- [Instructions to follow]: If a line of the entries below includes the word "stdin", it counts; state the total and nothing further.

- [Collected data]:
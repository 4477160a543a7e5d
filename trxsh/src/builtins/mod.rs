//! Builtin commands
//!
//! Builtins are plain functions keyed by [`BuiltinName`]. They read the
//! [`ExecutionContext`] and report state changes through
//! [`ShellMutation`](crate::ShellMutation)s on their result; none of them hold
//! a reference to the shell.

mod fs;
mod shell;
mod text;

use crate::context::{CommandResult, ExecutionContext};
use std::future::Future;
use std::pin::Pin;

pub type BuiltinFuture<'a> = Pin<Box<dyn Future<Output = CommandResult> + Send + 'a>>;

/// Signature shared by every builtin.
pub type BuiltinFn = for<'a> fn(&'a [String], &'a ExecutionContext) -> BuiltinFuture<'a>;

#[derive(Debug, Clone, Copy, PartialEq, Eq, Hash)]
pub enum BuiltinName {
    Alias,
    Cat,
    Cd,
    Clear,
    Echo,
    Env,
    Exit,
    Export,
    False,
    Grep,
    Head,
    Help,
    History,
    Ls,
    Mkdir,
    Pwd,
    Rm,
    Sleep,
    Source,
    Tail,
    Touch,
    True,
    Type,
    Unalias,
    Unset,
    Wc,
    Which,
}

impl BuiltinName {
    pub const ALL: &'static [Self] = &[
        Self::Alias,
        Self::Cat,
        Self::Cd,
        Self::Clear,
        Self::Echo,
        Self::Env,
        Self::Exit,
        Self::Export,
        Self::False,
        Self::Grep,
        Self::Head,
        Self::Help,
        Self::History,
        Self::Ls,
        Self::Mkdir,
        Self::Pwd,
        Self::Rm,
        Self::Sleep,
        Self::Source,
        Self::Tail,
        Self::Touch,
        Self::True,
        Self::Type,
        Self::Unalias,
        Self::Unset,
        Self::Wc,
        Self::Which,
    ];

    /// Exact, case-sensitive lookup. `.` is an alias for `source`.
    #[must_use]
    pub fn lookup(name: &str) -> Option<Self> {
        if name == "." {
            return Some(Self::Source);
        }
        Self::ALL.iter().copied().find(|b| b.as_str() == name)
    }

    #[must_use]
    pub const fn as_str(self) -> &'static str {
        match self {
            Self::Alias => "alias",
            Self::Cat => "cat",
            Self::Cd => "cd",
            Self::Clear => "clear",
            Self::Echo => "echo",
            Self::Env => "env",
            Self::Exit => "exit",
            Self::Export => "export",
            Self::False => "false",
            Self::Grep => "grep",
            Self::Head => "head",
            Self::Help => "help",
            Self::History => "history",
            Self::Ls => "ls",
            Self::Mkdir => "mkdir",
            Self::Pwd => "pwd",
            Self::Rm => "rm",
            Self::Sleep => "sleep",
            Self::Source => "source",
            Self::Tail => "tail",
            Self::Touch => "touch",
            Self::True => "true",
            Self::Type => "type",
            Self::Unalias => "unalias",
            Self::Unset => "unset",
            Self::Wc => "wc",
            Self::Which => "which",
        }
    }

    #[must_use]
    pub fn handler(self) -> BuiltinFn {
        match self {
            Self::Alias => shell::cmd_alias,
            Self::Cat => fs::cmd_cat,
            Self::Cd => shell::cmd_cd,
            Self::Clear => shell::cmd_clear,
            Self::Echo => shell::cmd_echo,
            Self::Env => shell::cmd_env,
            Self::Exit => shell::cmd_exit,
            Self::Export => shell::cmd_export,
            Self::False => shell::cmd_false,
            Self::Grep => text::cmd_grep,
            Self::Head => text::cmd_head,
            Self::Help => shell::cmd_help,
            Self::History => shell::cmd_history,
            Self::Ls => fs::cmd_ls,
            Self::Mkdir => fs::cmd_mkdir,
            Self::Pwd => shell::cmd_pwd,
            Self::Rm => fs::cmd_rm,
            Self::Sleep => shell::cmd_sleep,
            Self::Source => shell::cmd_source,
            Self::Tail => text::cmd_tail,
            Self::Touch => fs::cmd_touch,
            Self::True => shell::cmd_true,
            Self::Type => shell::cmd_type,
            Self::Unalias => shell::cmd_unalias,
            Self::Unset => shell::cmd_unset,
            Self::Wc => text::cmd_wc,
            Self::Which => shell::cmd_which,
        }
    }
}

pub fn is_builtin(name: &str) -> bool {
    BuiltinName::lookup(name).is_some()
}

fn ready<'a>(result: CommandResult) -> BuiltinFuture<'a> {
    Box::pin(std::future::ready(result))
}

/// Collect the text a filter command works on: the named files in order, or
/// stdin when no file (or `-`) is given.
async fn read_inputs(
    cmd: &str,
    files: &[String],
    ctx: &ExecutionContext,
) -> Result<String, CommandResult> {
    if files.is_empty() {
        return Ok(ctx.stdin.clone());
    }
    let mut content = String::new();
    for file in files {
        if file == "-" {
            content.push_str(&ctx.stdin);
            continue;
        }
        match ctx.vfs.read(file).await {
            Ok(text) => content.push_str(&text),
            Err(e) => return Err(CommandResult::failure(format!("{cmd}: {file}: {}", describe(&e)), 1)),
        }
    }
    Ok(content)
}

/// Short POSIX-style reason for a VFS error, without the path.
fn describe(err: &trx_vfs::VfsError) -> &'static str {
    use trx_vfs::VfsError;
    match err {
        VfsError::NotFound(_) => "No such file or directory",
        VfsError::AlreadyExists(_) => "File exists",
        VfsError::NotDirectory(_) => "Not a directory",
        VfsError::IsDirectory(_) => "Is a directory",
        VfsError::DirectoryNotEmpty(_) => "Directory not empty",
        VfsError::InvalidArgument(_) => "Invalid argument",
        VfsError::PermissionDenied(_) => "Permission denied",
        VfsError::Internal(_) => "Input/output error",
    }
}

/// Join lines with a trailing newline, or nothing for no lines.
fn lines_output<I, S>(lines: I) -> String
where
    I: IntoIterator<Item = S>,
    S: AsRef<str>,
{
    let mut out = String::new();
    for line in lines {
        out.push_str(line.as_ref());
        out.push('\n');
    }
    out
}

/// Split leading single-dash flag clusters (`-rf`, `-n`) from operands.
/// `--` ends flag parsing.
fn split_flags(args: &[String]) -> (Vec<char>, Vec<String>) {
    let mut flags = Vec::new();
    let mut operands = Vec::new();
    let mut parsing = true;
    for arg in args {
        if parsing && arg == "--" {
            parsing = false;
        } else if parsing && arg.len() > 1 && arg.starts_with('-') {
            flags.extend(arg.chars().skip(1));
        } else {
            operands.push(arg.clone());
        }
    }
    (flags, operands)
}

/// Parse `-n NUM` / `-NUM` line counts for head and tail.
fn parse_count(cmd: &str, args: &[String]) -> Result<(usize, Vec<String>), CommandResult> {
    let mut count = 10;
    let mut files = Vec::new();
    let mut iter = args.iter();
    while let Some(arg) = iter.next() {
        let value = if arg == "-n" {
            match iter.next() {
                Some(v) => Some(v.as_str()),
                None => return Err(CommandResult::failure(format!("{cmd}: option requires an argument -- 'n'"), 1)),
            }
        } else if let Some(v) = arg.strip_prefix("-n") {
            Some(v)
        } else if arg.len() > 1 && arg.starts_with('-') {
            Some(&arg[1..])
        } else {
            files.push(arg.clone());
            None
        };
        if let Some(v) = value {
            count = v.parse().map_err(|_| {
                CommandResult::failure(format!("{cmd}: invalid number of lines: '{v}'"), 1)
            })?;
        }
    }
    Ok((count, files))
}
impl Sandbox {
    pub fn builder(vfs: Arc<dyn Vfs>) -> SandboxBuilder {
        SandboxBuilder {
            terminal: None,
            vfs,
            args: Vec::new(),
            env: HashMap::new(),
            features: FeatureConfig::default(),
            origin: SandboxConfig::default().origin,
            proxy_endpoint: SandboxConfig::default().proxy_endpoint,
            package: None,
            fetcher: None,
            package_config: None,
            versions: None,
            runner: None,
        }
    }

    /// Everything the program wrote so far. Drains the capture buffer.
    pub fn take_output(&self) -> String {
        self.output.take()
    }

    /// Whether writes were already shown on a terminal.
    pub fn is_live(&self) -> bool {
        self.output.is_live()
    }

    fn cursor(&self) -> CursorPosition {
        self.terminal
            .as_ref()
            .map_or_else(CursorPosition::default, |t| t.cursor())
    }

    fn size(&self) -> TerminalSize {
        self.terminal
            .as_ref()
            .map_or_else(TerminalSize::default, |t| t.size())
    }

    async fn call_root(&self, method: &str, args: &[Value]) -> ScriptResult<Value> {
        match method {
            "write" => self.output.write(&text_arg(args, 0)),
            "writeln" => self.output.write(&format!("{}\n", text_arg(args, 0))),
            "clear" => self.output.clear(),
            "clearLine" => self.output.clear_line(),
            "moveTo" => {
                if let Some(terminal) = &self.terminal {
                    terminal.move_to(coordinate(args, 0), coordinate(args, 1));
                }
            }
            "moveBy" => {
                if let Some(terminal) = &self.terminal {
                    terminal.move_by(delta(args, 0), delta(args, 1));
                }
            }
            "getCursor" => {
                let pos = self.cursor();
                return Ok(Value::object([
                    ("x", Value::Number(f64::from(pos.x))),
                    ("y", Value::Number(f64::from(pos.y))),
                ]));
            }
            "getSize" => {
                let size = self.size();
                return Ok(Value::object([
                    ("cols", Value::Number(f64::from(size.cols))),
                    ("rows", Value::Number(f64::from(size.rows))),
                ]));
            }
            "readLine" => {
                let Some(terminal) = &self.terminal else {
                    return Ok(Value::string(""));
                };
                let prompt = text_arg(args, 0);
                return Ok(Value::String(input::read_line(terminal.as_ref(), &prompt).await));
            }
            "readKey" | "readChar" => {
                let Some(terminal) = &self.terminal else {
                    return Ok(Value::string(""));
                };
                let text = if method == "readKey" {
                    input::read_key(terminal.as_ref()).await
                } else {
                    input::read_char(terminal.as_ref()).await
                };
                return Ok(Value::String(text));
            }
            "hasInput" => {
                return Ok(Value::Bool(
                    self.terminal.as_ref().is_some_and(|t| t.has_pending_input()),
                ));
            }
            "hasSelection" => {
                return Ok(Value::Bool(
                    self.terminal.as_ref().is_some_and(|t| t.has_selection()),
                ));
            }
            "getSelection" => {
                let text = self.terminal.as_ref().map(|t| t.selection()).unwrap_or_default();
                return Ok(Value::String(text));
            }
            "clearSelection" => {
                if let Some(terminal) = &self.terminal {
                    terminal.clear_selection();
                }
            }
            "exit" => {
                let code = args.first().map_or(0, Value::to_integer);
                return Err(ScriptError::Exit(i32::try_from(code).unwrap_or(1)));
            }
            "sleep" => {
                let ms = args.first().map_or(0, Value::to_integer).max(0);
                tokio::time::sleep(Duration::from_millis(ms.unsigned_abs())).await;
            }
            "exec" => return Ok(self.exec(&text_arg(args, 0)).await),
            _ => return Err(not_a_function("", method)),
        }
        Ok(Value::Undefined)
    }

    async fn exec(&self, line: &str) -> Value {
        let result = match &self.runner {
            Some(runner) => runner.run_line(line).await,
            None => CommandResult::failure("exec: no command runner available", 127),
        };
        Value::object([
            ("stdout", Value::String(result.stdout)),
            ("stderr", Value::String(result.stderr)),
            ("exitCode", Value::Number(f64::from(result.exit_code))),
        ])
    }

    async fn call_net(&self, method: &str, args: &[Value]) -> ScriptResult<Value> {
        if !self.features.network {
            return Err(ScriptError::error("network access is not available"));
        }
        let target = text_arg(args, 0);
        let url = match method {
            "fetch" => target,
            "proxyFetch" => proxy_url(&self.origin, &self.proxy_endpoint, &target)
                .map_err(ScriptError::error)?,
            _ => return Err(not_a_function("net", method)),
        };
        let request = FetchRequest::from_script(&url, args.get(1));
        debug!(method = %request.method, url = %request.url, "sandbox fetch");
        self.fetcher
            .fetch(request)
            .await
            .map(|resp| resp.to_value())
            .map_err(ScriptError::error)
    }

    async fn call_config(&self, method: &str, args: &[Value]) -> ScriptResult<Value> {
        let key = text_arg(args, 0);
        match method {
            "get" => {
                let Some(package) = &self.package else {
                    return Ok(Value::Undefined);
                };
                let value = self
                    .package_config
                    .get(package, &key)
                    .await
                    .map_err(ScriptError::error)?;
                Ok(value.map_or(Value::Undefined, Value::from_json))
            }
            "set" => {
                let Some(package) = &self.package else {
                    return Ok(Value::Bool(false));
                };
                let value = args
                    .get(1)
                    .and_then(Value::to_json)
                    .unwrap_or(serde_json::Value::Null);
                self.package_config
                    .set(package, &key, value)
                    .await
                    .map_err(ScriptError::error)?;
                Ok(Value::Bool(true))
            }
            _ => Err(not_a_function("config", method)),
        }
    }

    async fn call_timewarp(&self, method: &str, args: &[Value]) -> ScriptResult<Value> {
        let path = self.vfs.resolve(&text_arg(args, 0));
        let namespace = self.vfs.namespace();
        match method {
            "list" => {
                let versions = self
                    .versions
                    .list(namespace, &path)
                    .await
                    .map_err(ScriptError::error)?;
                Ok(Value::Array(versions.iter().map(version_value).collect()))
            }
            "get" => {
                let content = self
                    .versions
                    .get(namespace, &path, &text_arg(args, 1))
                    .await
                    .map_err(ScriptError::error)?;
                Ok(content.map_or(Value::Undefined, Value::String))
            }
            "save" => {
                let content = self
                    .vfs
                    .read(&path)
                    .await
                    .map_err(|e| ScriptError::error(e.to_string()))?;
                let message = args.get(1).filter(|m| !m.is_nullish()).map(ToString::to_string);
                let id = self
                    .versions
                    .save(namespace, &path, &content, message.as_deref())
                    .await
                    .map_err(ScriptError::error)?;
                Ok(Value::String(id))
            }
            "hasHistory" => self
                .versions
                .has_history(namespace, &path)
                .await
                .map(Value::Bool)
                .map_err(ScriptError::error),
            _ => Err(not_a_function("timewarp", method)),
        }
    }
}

* * *

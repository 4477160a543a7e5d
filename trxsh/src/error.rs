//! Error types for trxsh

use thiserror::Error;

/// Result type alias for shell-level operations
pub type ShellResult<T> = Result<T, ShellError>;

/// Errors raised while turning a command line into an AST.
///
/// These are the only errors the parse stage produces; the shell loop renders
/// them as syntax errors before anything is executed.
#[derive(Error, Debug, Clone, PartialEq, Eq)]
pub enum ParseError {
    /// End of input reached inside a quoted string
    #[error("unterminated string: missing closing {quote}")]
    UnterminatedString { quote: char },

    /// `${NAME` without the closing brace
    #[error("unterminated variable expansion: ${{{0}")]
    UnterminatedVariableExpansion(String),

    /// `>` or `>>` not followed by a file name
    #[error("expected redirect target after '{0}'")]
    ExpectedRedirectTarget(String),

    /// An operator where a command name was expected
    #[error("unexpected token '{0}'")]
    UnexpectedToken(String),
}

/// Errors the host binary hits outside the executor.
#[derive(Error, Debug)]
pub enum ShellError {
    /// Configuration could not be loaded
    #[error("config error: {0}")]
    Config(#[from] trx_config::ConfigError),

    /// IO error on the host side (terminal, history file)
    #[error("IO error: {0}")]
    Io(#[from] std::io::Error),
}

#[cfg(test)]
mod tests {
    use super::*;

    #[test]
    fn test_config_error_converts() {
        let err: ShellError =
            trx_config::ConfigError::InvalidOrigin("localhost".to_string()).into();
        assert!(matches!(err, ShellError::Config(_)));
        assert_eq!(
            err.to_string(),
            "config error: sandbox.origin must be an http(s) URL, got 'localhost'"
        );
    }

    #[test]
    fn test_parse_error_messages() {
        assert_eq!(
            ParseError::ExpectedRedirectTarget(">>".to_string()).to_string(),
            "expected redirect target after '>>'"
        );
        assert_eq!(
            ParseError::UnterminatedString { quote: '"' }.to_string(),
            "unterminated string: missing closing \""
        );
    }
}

- [Written reply]: 3